[What this task involves] Set down the records that follow exactly and completely.
--- Records for this task Enclosed Below ---
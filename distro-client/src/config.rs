//! Client configuration
//!
//! # Environment variables
//!
//! | Variable | Default | Description |
//! |----------|---------|-------------|
//! | DISTRO_API_URL | http://localhost:8000/api | Backend base URL |
//! | DISTRO_REQUEST_TIMEOUT_SECS | 30 | Request timeout (seconds) |
//! | DISTRO_STORAGE_DIR | (unset, in-memory session) | Directory for the persisted session |
//! | DISTRO_CACHE_KEEP_UNUSED_SECS | 60 | Idle window before an unused query is evicted |

use std::path::PathBuf;
use std::time::Duration;

use crate::error::{ClientError, ClientResult};

/// Storage key of the persisted `{ user, token }` record
pub const DEFAULT_SESSION_KEY: &str = "distro_admin_auth";

/// Client configuration for connecting to the backend
#[derive(Debug, Clone)]
pub struct ClientConfig {
    /// Backend base URL (e.g., "https://api.example.com/api")
    pub base_url: String,

    /// Request timeout in seconds
    pub timeout: u64,

    /// Directory holding the persisted session, `None` keeps it in memory
    pub storage_dir: Option<PathBuf>,

    /// Key of the persisted session record
    pub session_key: String,

    /// How long an unsubscribed query stays cached
    pub keep_unused_for: Duration,

    /// Drop the session when the server answers 401
    pub clear_session_on_unauthorized: bool,
}

impl ClientConfig {
    /// Create a new client configuration
    pub fn new(base_url: impl Into<String>) -> Self {
        Self {
            base_url: base_url.into(),
            timeout: 30,
            storage_dir: None,
            session_key: DEFAULT_SESSION_KEY.to_string(),
            keep_unused_for: Duration::from_secs(60),
            clear_session_on_unauthorized: true,
        }
    }

    /// Load configuration from the environment (and a `.env` file if present)
    pub fn from_env() -> Self {
        if let Ok(path) = dotenvy::dotenv() {
            tracing::debug!(path = %path.display(), "Loaded .env file");
        }

        let mut config = Self::new(
            std::env::var("DISTRO_API_URL").unwrap_or_else(|_| "http://localhost:8000/api".into()),
        );
        config.timeout = std::env::var("DISTRO_REQUEST_TIMEOUT_SECS")
            .ok()
            .and_then(|v| v.parse().ok())
            .unwrap_or(30);
        config.storage_dir = std::env::var("DISTRO_STORAGE_DIR").ok().map(PathBuf::from);
        config.keep_unused_for = std::env::var("DISTRO_CACHE_KEEP_UNUSED_SECS")
            .ok()
            .and_then(|v| v.parse().ok())
            .map(Duration::from_secs)
            .unwrap_or(Duration::from_secs(60));
        config
    }

    /// Set the request timeout
    pub fn with_timeout(mut self, seconds: u64) -> Self {
        self.timeout = seconds;
        self
    }

    /// Persist the session under this directory
    pub fn with_storage_dir(mut self, dir: impl Into<PathBuf>) -> Self {
        self.storage_dir = Some(dir.into());
        self
    }

    /// Set the persisted session key
    pub fn with_session_key(mut self, key: impl Into<String>) -> Self {
        self.session_key = key.into();
        self
    }

    /// Set the idle eviction window
    pub fn with_keep_unused_for(mut self, window: Duration) -> Self {
        self.keep_unused_for = window;
        self
    }

    /// Keep the session on 401 responses
    pub fn keep_session_on_unauthorized(mut self) -> Self {
        self.clear_session_on_unauthorized = false;
        self
    }

    /// Check the configuration is usable
    pub fn validate(&self) -> ClientResult<()> {
        let url = self.base_url.trim();
        if url.is_empty() {
            return Err(ClientError::Config("base URL is empty".into()));
        }
        if !(url.starts_with("http://") || url.starts_with("https://")) {
            return Err(ClientError::Config(format!(
                "base URL must start with http:// or https://, got {url}"
            )));
        }
        if self.session_key.is_empty() {
            return Err(ClientError::Config("session key is empty".into()));
        }
        Ok(())
    }
}

impl Default for ClientConfig {
    fn default() -> Self {
        Self::new("http://localhost:8000/api")
    }
}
--- End of Enclosed Records for this task ---
[Solved exercise]
filename distro-client/src/config.rs
//! Client configuration
//!
//! # Environment variables
//!
//! | Variable | Default | Description |
//! |----------|---------|-------------|
//! | DISTRO_API_URL | http://localhost:8000/api | Backend base URL |
//! | DISTRO_REQUEST_TIMEOUT_SECS | 30 | Request timeout (seconds) |
//! | DISTRO_STORAGE_DIR | (unset, in-memory session) | Directory for the persisted session |
//! | DISTRO_CACHE_KEEP_UNUSED_SECS | 60 | Idle window before an unused query is evicted |

use std::path::PathBuf;
use std::time::Duration;

use crate::error::{ClientError, ClientResult};

/// Storage key of the persisted `{ user, token }` record
pub const DEFAULT_SESSION_KEY: &str = "distro_admin_auth";

/// Client configuration for connecting to the backend
#[derive(Debug, Clone)]
pub struct ClientConfig {
    /// Backend base URL (e.g., "https://api.example.com/api")
    pub base_url: String,

    /// Request timeout in seconds
    pub timeout: u64,

    /// Directory holding the persisted session, `None` keeps it in memory
    pub storage_dir: Option<PathBuf>,

    /// Key of the persisted session record
    pub session_key: String,

    /// How long an unsubscribed query stays cached
    pub keep_unused_for: Duration,

    /// Drop the session when the server answers 401
    pub clear_session_on_unauthorized: bool,
}

impl ClientConfig {
    /// Create a new client configuration
    pub fn new(base_url: impl Into<String>) -> Self {
        Self {
            base_url: base_url.into(),
            timeout: 30,
            storage_dir: None,
            session_key: DEFAULT_SESSION_KEY.to_string(),
            keep_unused_for: Duration::from_secs(60),
            clear_session_on_unauthorized: true,
        }
    }

    /// Load configuration from the environment (and a `.env` file if present)
    pub fn from_env() -> Self {
        if let Ok(path) = dotenvy::dotenv() {
            tracing::debug!(path = %path.display(), "Loaded .env file");
        }

        let mut config = Self::new(
            std::env::var("DISTRO_API_URL").unwrap_or_else(|_| "http://localhost:8000/api".into()),
        );
        config.timeout = std::env::var("DISTRO_REQUEST_TIMEOUT_SECS")
            .ok()
            .and_then(|v| v.parse().ok())
            .unwrap_or(30);
        config.storage_dir = std::env::var("DISTRO_STORAGE_DIR").ok().map(PathBuf::from);
        config.keep_unused_for = std::env::var("DISTRO_CACHE_KEEP_UNUSED_SECS")
            .ok()
            .and_then(|v| v.parse().ok())
            .map(Duration::from_secs)
            .unwrap_or(Duration::from_secs(60));
        config
    }

    /// Set the request timeout
    pub fn with_timeout(mut self, seconds: u64) -> Self {
        self.timeout = seconds;
        self
    }

    /// Persist the session under this directory
    pub fn with_storage_dir(mut self, dir: impl Into<PathBuf>) -> Self {
        self.storage_dir = Some(dir.into());
        self
    }

    /// Set the persisted session key
    pub fn with_session_key(mut self, key: impl Into<String>) -> Self {
        self.session_key = key.into();
        self
    }

    /// Set the idle eviction window
    pub fn with_keep_unused_for(mut self, window: Duration) -> Self {
        self.keep_unused_for = window;
        self
    }

    /// Keep the session on 401 responses
    pub fn keep_session_on_unauthorized(mut self) -> Self {
        self.clear_session_on_unauthorized = false;
        self
    }

    /// Check the configuration is usable
    pub fn validate(&self) -> ClientResult<()> {
        let url = self.base_url.trim();
        if url.is_empty() {
            return Err(ClientError::Config("base URL is empty".into()));
        }
        if !(url.starts_with("http://") || url.starts_with("https://")) {
            return Err(ClientError::Config(format!(
                "base URL must start with http:// or https://, got {url}"
            )));
        }
        if self.session_key.is_empty() {
            return Err(ClientError::Config("session key is empty".into()));
        }
        Ok(())
    }
}

impl Default for ClientConfig {
    fn default() -> Self {
        Self::new("http://localhost:8000/api")
    }
}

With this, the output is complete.